[ZURICH] Swatch Group AG, the maker of Tissot and Omega timepieces, reported 2015 earnings that missed analyst estimates as sales declined for the first time in six years, hurt by slumping demand in Hong Kong and the strength of the franc.
Operating profit declined 17 per cent to 1.45 billion Swiss francs (S$2.0 billion), the Biel, Switzerland-based company said in a statement on Wednesday. That compares with the 1.56 billion-franc average estimate of analysts in a Bloomberg survey. Swatch also said it plans to buy back as much as 1 billion francs of stock through February 2019.
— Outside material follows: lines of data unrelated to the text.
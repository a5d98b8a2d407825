use std::time::Duration;

use rand::Rng;

use crate::{config::BrokerConfig, server::CloseReason};

/// Linear backoff between redial attempts, capped, plus random jitter.
#[derive(Debug, Clone, Copy, PartialEq, Eq)]
pub struct Backoff {
    base: Duration,
    max: Duration,
    jitter: Duration,
}

impl Backoff {
    pub fn new(base: Duration, max: Duration, jitter: Duration) -> Self {
        Self { base, max, jitter }
    }

    pub fn from_config(config: &BrokerConfig) -> Self {
        Self::new(
            config.redial_base_delay(),
            config.redial_max_delay(),
            config.redial_jitter(),
        )
    }

    /// Delay before the given attempt, counting from 1.
    pub fn delay(&self, attempt: u32) -> Duration {
        let delay = self.base.saturating_mul(attempt).min(self.max);
        let jitter = self.jitter.as_millis() as u64;

        if jitter == 0 {
            delay
        } else {
            delay + Duration::from_millis(rand::rng().random_range(0..=jitter))
        }
    }
}

impl Default for Backoff {
    fn default() -> Self {
        Self::from_config(&BrokerConfig::default())
    }
}

/// What the redial loop reports to its subscriber.
#[derive(Debug, Clone, PartialEq, Eq)]
pub enum RedialEvent {
    Disconnected(CloseReason),
    Reconnected { attempts: u32 },
}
Swatch forecast a sales increase of "well over" 5 per cent in local currencies in 2016, supported by a rebound of demand in mainland China and growth in January. The outlook for the Swiss watch industry has soured after Chinese economic growth slowed to the weakest pace in more than two decades and as stock markets and oil prices tumbled. Hong Kong is the Swiss watch industry's largest market.
While the strong franc eroded watch and jewelry sales in Switzerland, the euro region recorded "strong" double-digit growth rates in local currency. Japan and mainland China were also positive, the company said.
Swatch said it plans a dividend of 7.50 francs a bearer share, the second year of no increase. The Bloomberg forecast was a dividend of 8 francs a bearer share.